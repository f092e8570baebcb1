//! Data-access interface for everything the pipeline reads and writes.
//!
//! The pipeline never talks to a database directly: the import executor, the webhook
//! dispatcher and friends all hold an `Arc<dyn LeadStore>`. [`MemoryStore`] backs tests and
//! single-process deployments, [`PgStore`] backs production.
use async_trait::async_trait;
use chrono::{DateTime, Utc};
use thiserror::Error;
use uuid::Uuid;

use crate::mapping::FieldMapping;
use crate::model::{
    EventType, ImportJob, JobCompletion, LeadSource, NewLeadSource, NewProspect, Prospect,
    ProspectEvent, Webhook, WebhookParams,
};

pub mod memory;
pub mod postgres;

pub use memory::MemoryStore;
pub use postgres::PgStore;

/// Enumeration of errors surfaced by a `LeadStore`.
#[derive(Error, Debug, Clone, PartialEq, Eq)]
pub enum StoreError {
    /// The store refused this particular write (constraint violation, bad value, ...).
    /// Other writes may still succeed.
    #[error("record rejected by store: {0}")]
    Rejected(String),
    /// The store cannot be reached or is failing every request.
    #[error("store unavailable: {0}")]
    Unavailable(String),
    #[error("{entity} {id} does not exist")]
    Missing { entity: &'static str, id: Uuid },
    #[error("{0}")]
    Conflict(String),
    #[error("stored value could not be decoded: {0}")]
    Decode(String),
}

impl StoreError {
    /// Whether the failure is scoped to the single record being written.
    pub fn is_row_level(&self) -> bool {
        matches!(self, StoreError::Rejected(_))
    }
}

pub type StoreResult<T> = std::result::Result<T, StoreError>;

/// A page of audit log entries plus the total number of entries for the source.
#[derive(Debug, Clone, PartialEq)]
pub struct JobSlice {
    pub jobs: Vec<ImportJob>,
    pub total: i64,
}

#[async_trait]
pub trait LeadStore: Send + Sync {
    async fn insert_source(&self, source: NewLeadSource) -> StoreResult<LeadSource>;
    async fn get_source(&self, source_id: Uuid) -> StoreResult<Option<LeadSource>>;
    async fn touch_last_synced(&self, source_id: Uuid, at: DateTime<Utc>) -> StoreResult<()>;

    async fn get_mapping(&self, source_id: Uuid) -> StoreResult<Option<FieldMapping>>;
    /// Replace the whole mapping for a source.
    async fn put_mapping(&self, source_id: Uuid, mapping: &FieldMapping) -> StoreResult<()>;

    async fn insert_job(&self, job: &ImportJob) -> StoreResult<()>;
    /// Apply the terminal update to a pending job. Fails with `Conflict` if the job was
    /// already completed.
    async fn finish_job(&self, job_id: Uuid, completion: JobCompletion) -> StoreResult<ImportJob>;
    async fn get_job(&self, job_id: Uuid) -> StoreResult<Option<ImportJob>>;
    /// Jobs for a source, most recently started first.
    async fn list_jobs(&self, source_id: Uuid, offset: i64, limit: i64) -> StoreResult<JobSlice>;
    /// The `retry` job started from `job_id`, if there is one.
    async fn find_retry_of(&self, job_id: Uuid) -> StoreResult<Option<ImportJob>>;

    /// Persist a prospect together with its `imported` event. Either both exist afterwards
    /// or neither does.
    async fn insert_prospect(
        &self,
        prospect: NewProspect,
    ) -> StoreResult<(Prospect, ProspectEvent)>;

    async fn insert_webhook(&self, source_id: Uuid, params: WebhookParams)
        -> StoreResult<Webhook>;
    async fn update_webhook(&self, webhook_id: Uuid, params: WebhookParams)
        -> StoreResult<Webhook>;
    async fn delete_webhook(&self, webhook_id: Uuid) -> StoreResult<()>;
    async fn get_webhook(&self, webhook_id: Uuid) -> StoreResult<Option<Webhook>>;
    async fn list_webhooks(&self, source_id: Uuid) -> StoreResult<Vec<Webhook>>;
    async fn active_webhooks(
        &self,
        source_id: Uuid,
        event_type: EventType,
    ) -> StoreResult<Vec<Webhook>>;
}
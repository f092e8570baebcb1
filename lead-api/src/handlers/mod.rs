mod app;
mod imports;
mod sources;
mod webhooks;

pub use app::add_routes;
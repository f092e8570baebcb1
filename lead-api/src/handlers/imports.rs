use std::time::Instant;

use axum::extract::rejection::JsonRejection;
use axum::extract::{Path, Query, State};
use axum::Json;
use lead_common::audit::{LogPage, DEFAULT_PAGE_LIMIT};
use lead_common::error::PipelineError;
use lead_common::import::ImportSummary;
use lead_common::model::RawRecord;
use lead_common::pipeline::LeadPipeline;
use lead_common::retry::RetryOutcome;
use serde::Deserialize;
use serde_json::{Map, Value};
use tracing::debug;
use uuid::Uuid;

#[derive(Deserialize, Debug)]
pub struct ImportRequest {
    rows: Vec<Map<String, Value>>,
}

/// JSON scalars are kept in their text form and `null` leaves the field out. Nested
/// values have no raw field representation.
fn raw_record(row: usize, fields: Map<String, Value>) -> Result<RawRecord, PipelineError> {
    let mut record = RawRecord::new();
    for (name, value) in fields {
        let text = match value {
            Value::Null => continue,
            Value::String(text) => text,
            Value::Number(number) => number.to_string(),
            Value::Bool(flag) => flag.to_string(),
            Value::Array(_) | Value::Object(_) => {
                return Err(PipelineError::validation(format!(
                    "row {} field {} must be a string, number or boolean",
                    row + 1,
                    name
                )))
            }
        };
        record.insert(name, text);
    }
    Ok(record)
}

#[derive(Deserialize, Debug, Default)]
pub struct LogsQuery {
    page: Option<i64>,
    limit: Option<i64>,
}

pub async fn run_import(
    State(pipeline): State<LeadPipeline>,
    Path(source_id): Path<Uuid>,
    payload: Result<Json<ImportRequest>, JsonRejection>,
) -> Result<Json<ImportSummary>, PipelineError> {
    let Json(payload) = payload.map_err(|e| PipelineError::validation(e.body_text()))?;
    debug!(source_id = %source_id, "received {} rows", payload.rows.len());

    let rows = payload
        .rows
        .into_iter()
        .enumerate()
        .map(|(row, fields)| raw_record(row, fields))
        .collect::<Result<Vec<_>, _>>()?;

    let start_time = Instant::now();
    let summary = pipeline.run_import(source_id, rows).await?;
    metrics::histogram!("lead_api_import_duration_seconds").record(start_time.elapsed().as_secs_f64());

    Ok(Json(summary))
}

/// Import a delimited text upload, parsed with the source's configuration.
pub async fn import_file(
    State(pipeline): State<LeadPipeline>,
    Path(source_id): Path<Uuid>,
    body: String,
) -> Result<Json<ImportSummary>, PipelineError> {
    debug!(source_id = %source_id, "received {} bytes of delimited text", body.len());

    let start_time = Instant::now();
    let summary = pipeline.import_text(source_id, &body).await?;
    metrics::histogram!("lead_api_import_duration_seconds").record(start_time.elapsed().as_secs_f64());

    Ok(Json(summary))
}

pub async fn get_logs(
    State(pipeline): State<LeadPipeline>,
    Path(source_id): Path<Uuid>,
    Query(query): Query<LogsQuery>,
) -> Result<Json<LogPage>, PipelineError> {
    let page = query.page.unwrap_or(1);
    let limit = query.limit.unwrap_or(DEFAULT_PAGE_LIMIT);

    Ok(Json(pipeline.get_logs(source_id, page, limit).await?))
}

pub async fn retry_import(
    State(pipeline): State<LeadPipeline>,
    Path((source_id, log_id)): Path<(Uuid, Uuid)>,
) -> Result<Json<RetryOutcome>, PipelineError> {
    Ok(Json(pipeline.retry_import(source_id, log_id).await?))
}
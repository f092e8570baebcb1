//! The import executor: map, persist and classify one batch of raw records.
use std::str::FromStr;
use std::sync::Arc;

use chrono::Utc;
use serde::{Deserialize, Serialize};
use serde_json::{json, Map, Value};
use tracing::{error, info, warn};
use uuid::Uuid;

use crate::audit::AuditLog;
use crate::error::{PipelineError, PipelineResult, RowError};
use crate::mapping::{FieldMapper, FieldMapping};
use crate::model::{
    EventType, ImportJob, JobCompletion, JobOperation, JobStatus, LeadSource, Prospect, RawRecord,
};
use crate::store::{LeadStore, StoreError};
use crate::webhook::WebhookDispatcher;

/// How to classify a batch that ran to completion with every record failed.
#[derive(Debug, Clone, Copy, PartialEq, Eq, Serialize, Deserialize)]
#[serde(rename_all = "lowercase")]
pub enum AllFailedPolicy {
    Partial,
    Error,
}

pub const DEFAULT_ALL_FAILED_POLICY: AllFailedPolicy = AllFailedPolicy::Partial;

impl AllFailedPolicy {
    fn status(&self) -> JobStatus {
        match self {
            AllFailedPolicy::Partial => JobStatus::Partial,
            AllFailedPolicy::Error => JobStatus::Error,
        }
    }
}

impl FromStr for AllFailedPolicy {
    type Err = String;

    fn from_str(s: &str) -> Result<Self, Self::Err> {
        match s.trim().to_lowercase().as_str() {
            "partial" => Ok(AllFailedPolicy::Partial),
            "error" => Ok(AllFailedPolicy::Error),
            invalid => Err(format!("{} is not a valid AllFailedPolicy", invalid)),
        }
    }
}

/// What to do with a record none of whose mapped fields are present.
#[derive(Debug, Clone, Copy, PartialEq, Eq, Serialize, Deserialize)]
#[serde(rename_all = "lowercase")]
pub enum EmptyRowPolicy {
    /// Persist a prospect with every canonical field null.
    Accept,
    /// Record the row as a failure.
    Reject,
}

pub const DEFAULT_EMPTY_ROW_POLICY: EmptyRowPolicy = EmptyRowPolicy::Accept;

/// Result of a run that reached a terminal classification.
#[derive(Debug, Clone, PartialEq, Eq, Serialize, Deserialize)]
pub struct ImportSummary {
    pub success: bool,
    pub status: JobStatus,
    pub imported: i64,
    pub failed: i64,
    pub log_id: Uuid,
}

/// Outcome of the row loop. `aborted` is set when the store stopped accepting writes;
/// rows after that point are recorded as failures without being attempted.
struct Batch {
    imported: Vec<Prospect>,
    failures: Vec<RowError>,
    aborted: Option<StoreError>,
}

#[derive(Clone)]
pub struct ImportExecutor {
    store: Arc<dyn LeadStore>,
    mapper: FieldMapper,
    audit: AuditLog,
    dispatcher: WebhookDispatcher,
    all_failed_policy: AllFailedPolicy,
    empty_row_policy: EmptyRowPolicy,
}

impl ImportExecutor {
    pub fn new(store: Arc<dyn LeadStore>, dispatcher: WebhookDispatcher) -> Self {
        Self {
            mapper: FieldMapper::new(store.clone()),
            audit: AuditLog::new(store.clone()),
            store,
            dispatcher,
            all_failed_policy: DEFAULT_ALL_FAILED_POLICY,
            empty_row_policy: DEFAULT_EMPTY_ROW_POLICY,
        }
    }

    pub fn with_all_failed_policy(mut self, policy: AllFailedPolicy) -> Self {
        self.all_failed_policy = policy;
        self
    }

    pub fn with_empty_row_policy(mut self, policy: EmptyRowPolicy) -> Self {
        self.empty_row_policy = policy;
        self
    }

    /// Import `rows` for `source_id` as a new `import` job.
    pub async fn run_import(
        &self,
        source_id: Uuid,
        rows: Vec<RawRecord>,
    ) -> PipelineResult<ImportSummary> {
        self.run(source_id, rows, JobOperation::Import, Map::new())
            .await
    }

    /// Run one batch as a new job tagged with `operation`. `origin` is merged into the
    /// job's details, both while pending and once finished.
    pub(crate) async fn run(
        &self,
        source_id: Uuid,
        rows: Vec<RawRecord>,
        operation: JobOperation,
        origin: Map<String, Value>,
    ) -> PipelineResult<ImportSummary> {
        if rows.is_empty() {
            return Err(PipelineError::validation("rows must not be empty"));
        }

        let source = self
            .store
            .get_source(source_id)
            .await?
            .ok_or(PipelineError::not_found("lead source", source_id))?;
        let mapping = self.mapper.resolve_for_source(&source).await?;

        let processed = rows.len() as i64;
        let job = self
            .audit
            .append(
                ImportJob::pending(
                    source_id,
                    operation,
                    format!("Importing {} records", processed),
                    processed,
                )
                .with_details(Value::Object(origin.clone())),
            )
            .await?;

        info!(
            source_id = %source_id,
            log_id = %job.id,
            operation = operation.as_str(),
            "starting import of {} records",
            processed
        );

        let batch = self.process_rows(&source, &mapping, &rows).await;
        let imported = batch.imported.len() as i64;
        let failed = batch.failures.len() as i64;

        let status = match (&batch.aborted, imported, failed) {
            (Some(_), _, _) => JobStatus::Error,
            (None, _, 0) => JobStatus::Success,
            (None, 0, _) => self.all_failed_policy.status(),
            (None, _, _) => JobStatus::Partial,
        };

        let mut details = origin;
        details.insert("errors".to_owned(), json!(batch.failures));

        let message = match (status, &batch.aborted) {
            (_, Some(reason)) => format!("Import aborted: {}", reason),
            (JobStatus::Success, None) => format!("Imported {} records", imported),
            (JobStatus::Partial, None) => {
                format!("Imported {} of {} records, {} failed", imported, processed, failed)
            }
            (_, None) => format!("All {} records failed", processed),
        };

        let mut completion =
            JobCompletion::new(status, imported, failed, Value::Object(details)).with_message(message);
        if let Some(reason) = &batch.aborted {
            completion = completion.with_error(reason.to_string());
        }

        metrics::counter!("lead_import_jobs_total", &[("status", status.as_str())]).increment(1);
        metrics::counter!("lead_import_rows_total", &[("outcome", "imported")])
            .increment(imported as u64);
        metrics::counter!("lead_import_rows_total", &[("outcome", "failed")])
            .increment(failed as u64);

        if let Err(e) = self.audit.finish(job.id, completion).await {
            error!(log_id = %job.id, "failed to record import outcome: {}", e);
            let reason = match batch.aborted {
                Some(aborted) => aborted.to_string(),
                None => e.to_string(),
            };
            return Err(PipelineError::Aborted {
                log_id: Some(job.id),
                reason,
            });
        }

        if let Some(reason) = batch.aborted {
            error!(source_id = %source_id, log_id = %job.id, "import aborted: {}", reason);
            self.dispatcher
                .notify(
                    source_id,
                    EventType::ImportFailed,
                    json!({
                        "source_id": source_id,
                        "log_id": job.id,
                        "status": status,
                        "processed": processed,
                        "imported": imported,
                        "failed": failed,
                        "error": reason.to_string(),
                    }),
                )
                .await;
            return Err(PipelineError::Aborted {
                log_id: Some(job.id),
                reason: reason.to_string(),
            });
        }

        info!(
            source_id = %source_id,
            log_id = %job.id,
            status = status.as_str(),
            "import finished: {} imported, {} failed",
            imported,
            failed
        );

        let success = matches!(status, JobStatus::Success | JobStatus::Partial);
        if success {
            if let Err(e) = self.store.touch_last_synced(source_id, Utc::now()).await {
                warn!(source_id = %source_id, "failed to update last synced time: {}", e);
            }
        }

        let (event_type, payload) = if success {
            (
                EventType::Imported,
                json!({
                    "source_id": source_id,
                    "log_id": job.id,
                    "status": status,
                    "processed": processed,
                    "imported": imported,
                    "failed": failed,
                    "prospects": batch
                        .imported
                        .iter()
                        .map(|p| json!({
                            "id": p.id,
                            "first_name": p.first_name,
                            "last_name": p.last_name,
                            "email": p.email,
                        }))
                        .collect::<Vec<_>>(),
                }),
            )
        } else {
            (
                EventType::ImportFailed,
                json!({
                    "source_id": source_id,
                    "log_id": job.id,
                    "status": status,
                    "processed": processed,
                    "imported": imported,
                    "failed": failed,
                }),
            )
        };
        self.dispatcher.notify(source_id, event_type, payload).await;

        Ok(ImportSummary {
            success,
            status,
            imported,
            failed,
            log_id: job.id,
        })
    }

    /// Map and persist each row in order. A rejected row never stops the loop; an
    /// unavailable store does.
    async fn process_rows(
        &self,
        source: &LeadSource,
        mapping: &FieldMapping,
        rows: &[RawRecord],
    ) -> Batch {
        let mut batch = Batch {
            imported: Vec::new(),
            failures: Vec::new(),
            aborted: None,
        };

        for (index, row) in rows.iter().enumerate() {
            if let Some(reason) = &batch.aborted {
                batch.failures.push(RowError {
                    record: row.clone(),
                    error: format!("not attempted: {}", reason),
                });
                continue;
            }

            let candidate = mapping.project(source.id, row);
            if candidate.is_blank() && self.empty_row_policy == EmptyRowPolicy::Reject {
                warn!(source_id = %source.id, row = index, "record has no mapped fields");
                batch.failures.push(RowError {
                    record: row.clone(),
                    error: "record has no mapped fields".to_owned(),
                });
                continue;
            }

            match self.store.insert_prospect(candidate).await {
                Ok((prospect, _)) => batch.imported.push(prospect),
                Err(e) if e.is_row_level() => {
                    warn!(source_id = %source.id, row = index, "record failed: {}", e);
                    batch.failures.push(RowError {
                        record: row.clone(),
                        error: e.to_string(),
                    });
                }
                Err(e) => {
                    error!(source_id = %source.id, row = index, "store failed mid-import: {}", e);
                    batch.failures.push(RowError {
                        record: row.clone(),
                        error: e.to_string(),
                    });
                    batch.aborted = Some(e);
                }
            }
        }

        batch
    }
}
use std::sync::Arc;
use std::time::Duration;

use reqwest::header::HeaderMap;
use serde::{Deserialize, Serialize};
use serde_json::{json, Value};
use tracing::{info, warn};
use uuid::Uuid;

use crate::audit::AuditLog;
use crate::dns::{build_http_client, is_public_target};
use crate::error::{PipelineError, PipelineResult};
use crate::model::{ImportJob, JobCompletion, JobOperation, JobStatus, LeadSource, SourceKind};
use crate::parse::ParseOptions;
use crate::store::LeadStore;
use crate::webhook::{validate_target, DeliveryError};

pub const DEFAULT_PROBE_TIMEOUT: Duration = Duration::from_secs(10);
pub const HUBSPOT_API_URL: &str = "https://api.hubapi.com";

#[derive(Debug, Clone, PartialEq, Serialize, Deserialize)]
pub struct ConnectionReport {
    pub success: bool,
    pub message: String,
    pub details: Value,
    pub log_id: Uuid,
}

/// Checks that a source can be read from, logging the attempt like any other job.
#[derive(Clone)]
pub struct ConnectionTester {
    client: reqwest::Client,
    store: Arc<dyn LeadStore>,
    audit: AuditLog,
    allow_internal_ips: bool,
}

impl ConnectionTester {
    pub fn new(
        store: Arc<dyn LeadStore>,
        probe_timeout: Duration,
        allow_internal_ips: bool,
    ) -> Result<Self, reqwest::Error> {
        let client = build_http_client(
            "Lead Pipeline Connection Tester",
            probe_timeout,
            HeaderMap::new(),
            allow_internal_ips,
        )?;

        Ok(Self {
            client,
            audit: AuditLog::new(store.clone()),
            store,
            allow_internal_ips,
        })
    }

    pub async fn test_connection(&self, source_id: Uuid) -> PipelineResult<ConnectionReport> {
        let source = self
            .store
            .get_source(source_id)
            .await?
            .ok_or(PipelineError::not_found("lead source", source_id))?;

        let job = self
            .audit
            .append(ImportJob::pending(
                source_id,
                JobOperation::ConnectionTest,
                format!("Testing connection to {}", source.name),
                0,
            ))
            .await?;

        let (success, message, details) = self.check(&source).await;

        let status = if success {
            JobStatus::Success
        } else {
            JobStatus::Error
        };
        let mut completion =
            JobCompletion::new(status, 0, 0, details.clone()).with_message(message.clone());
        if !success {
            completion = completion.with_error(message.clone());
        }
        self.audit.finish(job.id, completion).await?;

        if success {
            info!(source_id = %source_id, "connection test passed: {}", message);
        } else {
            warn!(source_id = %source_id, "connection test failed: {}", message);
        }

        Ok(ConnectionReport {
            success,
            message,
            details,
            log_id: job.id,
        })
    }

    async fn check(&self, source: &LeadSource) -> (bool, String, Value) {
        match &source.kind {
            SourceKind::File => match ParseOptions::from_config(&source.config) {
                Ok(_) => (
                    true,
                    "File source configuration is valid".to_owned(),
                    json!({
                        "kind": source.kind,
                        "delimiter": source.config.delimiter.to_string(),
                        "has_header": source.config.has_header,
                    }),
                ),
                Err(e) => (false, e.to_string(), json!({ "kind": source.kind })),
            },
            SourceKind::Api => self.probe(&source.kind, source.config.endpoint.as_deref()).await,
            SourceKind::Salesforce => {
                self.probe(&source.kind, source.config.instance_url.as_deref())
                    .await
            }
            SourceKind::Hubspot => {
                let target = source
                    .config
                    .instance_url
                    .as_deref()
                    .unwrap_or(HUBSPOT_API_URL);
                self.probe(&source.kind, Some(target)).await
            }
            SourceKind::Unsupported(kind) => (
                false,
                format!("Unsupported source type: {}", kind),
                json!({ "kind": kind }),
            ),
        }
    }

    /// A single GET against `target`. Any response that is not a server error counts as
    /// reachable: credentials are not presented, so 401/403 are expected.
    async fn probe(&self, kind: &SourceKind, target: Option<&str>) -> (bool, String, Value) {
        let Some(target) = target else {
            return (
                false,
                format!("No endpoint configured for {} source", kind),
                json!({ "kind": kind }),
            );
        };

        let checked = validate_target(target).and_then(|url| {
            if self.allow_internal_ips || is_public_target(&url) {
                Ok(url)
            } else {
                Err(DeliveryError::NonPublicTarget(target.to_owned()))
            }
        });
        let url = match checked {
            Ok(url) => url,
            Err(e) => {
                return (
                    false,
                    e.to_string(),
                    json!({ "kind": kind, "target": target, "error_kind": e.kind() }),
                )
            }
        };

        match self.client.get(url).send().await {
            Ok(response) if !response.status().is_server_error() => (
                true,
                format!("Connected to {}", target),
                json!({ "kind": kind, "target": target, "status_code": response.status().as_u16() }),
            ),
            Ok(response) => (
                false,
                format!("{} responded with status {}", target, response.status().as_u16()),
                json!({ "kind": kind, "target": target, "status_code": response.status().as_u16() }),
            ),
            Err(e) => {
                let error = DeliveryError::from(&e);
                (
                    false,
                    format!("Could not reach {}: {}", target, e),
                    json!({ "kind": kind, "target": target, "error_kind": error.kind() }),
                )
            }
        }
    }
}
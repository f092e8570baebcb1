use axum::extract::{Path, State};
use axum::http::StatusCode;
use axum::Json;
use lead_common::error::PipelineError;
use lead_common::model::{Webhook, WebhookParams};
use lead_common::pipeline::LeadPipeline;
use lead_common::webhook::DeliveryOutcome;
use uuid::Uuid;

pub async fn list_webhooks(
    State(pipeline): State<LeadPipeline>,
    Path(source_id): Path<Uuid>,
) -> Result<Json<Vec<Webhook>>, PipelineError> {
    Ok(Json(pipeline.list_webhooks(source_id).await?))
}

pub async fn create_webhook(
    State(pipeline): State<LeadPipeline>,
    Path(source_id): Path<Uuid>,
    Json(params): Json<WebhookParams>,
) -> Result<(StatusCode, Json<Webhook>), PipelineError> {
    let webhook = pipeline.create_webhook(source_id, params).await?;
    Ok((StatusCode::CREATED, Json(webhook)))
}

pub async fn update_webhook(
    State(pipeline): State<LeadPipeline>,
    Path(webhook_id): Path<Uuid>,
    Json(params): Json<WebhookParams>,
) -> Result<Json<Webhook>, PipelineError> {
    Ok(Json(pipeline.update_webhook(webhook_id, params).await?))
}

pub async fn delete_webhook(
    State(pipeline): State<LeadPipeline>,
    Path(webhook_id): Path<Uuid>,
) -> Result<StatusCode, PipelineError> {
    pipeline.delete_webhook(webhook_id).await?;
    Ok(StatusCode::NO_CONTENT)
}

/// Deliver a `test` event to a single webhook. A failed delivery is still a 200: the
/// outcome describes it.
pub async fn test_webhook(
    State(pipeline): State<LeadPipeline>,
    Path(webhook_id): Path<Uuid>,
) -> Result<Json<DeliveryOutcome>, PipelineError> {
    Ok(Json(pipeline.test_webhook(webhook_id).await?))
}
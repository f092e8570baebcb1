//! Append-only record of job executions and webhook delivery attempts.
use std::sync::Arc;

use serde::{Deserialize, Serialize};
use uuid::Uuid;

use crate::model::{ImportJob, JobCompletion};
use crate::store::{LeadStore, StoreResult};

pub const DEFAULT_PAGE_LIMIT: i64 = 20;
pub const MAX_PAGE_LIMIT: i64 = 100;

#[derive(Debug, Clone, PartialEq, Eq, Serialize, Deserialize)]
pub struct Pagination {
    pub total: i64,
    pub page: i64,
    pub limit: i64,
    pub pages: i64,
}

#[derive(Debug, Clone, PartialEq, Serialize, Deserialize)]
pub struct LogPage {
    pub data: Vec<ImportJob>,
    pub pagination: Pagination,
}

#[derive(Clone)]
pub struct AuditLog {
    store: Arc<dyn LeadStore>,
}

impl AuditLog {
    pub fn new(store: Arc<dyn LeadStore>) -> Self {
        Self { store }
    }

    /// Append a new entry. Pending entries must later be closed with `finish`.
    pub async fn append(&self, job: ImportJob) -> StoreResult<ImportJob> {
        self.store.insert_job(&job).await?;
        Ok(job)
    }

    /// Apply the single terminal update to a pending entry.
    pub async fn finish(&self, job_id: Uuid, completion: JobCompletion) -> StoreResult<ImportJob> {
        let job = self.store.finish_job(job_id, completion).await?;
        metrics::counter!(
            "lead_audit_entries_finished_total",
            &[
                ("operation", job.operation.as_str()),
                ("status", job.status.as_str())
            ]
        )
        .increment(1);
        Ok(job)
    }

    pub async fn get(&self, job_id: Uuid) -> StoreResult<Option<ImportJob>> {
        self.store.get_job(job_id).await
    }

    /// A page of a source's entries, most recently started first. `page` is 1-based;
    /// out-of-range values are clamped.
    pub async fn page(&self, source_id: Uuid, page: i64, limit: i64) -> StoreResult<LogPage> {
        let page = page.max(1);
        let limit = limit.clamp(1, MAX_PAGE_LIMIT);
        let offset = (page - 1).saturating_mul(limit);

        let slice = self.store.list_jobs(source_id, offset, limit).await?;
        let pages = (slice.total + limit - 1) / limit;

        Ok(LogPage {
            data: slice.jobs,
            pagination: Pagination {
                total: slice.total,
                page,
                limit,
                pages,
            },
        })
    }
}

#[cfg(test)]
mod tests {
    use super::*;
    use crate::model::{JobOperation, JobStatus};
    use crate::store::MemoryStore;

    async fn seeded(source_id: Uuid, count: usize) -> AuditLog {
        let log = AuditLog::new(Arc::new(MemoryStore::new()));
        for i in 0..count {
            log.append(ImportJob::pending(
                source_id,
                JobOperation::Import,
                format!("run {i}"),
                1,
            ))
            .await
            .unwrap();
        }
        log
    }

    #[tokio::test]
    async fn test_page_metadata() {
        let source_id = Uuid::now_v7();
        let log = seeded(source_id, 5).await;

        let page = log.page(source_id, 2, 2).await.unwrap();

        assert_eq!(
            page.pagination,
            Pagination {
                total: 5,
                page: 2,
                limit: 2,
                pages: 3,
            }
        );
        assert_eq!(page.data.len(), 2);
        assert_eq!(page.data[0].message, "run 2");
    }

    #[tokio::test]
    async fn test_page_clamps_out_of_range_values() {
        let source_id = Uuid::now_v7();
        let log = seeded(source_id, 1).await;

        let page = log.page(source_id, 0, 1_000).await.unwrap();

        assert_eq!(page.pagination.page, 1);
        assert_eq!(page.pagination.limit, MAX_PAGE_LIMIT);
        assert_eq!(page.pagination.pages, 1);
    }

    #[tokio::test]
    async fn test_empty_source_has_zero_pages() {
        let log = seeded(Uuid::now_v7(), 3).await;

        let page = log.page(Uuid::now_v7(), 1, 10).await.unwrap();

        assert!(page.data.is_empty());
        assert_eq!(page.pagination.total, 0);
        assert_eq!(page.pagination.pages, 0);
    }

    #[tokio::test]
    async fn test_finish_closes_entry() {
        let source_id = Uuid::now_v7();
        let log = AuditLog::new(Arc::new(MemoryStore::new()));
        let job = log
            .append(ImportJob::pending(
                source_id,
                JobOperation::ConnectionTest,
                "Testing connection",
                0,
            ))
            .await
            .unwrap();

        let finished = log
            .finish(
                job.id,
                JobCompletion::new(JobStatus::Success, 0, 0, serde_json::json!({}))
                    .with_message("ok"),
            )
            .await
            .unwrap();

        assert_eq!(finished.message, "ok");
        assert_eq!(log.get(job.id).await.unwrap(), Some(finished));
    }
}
::::
_Activity_. Can you write out the lines above, from the first one through the one containing "value could not", exactly as they appear and nothing more?

_Result of this task_.
repository f092e8570baebcb1
//! Data-access interface for everything the pipeline reads and writes.
//!
//! The pipeline never talks to a database directly: the import executor, the webhook
//! dispatcher and friends all hold an `Arc<dyn LeadStore>`. [`MemoryStore`] backs tests and
//! single-process deployments, [`PgStore`] backs production.
use async_trait::async_trait;
use chrono::{DateTime, Utc};
use thiserror::Error;
use uuid::Uuid;

use crate::mapping::FieldMapping;
use crate::model::{
    EventType, ImportJob, JobCompletion, LeadSource, NewLeadSource, NewProspect, Prospect,
    ProspectEvent, Webhook, WebhookParams,
};

pub mod memory;
pub mod postgres;

pub use memory::MemoryStore;
pub use postgres::PgStore;

/// Enumeration of errors surfaced by a `LeadStore`.
#[derive(Error, Debug, Clone, PartialEq, Eq)]
pub enum StoreError {
    /// The store refused this particular write (constraint violation, bad value, ...).
    /// Other writes may still succeed.
    #[error("record rejected by store: {0}")]
    Rejected(String),
    /// The store cannot be reached or is failing every request.
    #[error("store unavailable: {0}")]
    Unavailable(String),
    #[error("{entity} {id} does not exist")]
    Missing { entity: &'static str, id: Uuid },
    #[error("{0}")]
    Conflict(String),
    #[error("stored value could not be decoded: {0}")]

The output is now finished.